(Saved data entries)
//! Version bump calculation.
//!
//! This module provides:
//! - [`BumpType`], the semantic-version increment implied by a change
//! - [`BumpTracker`], which folds the most severe bump over a set of commits
//! - Version extraction from free text and next-version calculation

use crate::error::{Error, Result};
use crate::static_regex;
use regex::Regex;
use serde::{Deserialize, Serialize};
use std::fmt;
use std::sync::LazyLock;

/// Type of version bump.
///
/// Ordered by severity, so `Major > Minor > Patch`.
#[derive(Debug, Clone, Copy, PartialEq, Eq, PartialOrd, Ord, Hash, Serialize, Deserialize)]
#[serde(rename_all = "lowercase")]
pub enum BumpType {
    /// Patch version bump (0.0.X).
    Patch,
    /// Minor version bump (0.X.0).
    Minor,
    /// Major version bump (X.0.0).
    Major,
}

impl BumpType {
    /// Parse a bump type from a string.
    ///
    /// Returns `None` for anything other than `major`, `minor` or `patch`.
    #[must_use]
    pub fn parse(s: &str) -> Option<Self> {
        match s.trim().to_lowercase().as_str() {
            "major" => Some(Self::Major),
            "minor" => Some(Self::Minor),
            "patch" => Some(Self::Patch),
            _ => None,
        }
    }

    /// Priority of this bump, lower is more severe.
    #[must_use]
    pub const fn priority(self) -> u8 {
        match self {
            Self::Major => 0,
            Self::Minor => 1,
            Self::Patch => 2,
        }
    }
}

impl fmt::Display for BumpType {
    fn fmt(&self, f: &mut fmt::Formatter<'_>) -> fmt::Result {
        match self {
            Self::Patch => write!(f, "patch"),
            Self::Minor => write!(f, "minor"),
            Self::Major => write!(f, "major"),
        }
    }
}

/// Accumulates the most severe bump seen across classified commits.
#[derive(Debug, Clone, Copy, Default, PartialEq, Eq)]
pub struct BumpTracker {
    bump: Option<BumpType>,
    matched: usize,
}

impl BumpTracker {
    /// Create an empty tracker.
    #[must_use]
    pub const fn new() -> Self {
        Self {
            bump: None,
            matched: 0,
        }
    }

    /// Record the bump of one commit's category.
    ///
    /// Categories without a bump are ignored and do not count as matched.
    pub fn record(&mut self, bump: Option<BumpType>) {
        let Some(bump) = bump else {
            return;
        };
        self.matched += 1;
        self.bump = Some(match self.bump {
            Some(current) if current.priority() <= bump.priority() => current,
            _ => bump,
        });
    }

    /// The most severe bump recorded so far.
    #[must_use]
    pub const fn bump(&self) -> Option<BumpType> {
        self.bump
    }

    /// Number of commits that contributed a bump.
    #[must_use]
    pub const fn matched(&self) -> usize {
        self.matched
    }
}

static VERSION_REGEX: LazyLock<Regex> = LazyLock::new(|| {
    static_regex(
        r"(?:^|[\s(\[/@])[vV]?((?:0|[1-9]\d*)\.(?:0|[1-9]\d*)\.(?:0|[1-9]\d*)(?:-[0-9A-Za-z-]+(?:\.[0-9A-Za-z-]+)*)?(?:\+[0-9A-Za-z-]+(?:\.[0-9A-Za-z-]+)*)?)",
    )
});

/// Extract the first semantic version from arbitrary text.
///
/// A leading `v` is dropped, so `"v1.2.3 (2024-01-01)"` yields `"1.2.3"`.
#[must_use]
pub fn extract_version(text: &str) -> Option<String> {
    VERSION_REGEX.captures_iter(text).find_map(|caps| {
        let found = caps.get(1)?;
        // Reject things like "1.2.3.4" or "1.2.3abc"
        let boundary = text[found.end()..].chars().next();
        if boundary.is_some_and(|c| c.is_alphanumeric() || c == '.') {
            return None;
        }
        semver::Version::parse(found.as_str())
            .ok()
            .map(|_| found.as_str().to_string())
    })
}

/// Parse a version string, treating an empty string as `0.0.0`.
///
/// # Errors
///
/// Returns an error if the string is not a valid semantic version.
pub fn parse_version(version: &str) -> Result<semver::Version> {
    let trimmed = version.trim();
    if trimmed.is_empty() {
        return Ok(semver::Version::new(0, 0, 0));
    }
    let trimmed = trimmed
        .strip_prefix('v')
        .or_else(|| trimmed.strip_prefix('V'))
        .unwrap_or(trimmed);
    semver::Version::parse(trimmed).map_err(|_| Error::invalid_version(version))
}

/// Calculate the version that follows `current` for the given bump.
///
/// Pre-release versions are released rather than skipped: `1.2.3-rc.1`
/// bumped by patch becomes `1.2.3`, and `2.0.0-rc.1` bumped by major
/// becomes `2.0.0`. Build metadata is dropped.
///
/// # Errors
///
/// Returns an error if `current` is not a valid semantic version.
pub fn next_version(current: &str, bump: BumpType) -> Result<semver::Version> {
    let version = parse_version(current)?;
    let prerelease = !version.pre.is_empty();
    let (major, minor, patch) = (version.major, version.minor, version.patch);

    let next = match bump {
        BumpType::Major if prerelease && minor == 0 && patch == 0 => {
            semver::Version::new(major, 0, 0)
        }
        BumpType::Major => semver::Version::new(major + 1, 0, 0),
        BumpType::Minor if prerelease && patch == 0 => semver::Version::new(major, minor, 0),
        BumpType::Minor => semver::Version::new(major, minor + 1, 0),
        BumpType::Patch if prerelease => semver::Version::new(major, minor, patch),
        BumpType::Patch => semver::Version::new(major, minor, patch + 1),
    };
    Ok(next)
}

AIM OF THE TASK :: Would you copy out all of the entries exactly?

RESPONSE TO THE EXERCISE ::
//! Version bump calculation.
//!
//! This module provides:
//! - [`BumpType`], the semantic-version increment implied by a change
//! - [`BumpTracker`], which folds the most severe bump over a set of commits
//! - Version extraction from free text and next-version calculation

use crate::error::{Error, Result};
use crate::static_regex;
use regex::Regex;
use serde::{Deserialize, Serialize};
use std::fmt;
use std::sync::LazyLock;

/// Type of version bump.
///
/// Ordered by severity, so `Major > Minor > Patch`.
#[derive(Debug, Clone, Copy, PartialEq, Eq, PartialOrd, Ord, Hash, Serialize, Deserialize)]
#[serde(rename_all = "lowercase")]
pub enum BumpType {
    /// Patch version bump (0.0.X).
    Patch,
    /// Minor version bump (0.X.0).
    Minor,
    /// Major version bump (X.0.0).
    Major,
}

impl BumpType {
    /// Parse a bump type from a string.
    ///
    /// Returns `None` for anything other than `major`, `minor` or `patch`.
    #[must_use]
    pub fn parse(s: &str) -> Option<Self> {
        match s.trim().to_lowercase().as_str() {
            "major" => Some(Self::Major),
            "minor" => Some(Self::Minor),
            "patch" => Some(Self::Patch),
            _ => None,
        }
    }

    /// Priority of this bump, lower is more severe.
    #[must_use]
    pub const fn priority(self) -> u8 {
        match self {
            Self::Major => 0,
            Self::Minor => 1,
            Self::Patch => 2,
        }
    }
}

impl fmt::Display for BumpType {
    fn fmt(&self, f: &mut fmt::Formatter<'_>) -> fmt::Result {
        match self {
            Self::Patch => write!(f, "patch"),
            Self::Minor => write!(f, "minor"),
            Self::Major => write!(f, "major"),
        }
    }
}

/// Accumulates the most severe bump seen across classified commits.
#[derive(Debug, Clone, Copy, Default, PartialEq, Eq)]
pub struct BumpTracker {
    bump: Option<BumpType>,
    matched: usize,
}

impl BumpTracker {
    /// Create an empty tracker.
    #[must_use]
    pub const fn new() -> Self {
        Self {
            bump: None,
            matched: 0,
        }
    }

    /// Record the bump of one commit's category.
    ///
    /// Categories without a bump are ignored and do not count as matched.
    pub fn record(&mut self, bump: Option<BumpType>) {
        let Some(bump) = bump else {
            return;
        };
        self.matched += 1;
        self.bump = Some(match self.bump {
            Some(current) if current.priority() <= bump.priority() => current,
            _ => bump,
        });
    }

    /// The most severe bump recorded so far.
    #[must_use]
    pub const fn bump(&self) -> Option<BumpType> {
        self.bump
    }

    /// Number of commits that contributed a bump.
    #[must_use]
    pub const fn matched(&self) -> usize {
        self.matched
    }
}

static VERSION_REGEX: LazyLock<Regex> = LazyLock::new(|| {
    static_regex(
        r"(?:^|[\s(\[/@])[vV]?((?:0|[1-9]\d*)\.(?:0|[1-9]\d*)\.(?:0|[1-9]\d*)(?:-[0-9A-Za-z-]+(?:\.[0-9A-Za-z-]+)*)?(?:\+[0-9A-Za-z-]+(?:\.[0-9A-Za-z-]+)*)?)",
    )
});

/// Extract the first semantic version from arbitrary text.
///
/// A leading `v` is dropped, so `"v1.2.3 (2024-01-01)"` yields `"1.2.3"`.
#[must_use]
pub fn extract_version(text: &str) -> Option<String> {
    VERSION_REGEX.captures_iter(text).find_map(|caps| {
        let found = caps.get(1)?;
        // Reject things like "1.2.3.4" or "1.2.3abc"
        let boundary = text[found.end()..].chars().next();
        if boundary.is_some_and(|c| c.is_alphanumeric() || c == '.') {
            return None;
        }
        semver::Version::parse(found.as_str())
            .ok()
            .map(|_| found.as_str().to_string())
    })
}

/// Parse a version string, treating an empty string as `0.0.0`.
///
/// # Errors
///
/// Returns an error if the string is not a valid semantic version.
pub fn parse_version(version: &str) -> Result<semver::Version> {
    let trimmed = version.trim();
    if trimmed.is_empty() {
        return Ok(semver::Version::new(0, 0, 0));
    }
    let trimmed = trimmed
        .strip_prefix('v')
        .or_else(|| trimmed.strip_prefix('V'))
        .unwrap_or(trimmed);
    semver::Version::parse(trimmed).map_err(|_| Error::invalid_version(version))
}

/// Calculate the version that follows `current` for the given bump.
///
/// Pre-release versions are released rather than skipped: `1.2.3-rc.1`
/// bumped by patch becomes `1.2.3`, and `2.0.0-rc.1` bumped by major
/// becomes `2.0.0`. Build metadata is dropped.
///
/// # Errors
///
/// Returns an error if `current` is not a valid semantic version.
pub fn next_version(current: &str, bump: BumpType) -> Result<semver::Version> {
    let version = parse_version(current)?;
    let prerelease = !version.pre.is_empty();
    let (major, minor, patch) = (version.major, version.minor, version.patch);

    let next = match bump {
        BumpType::Major if prerelease && minor == 0 && patch == 0 => {
            semver::Version::new(major, 0, 0)
        }
        BumpType::Major => semver::Version::new(major + 1, 0, 0),
        BumpType::Minor if prerelease && patch == 0 => semver::Version::new(major, minor, 0),
        BumpType::Minor => semver::Version::new(major, minor + 1, 0),
        BumpType::Patch if prerelease => semver::Version::new(major, minor, patch),
        BumpType::Patch => semver::Version::new(major, minor, patch + 1),
    };
    Ok(next)
}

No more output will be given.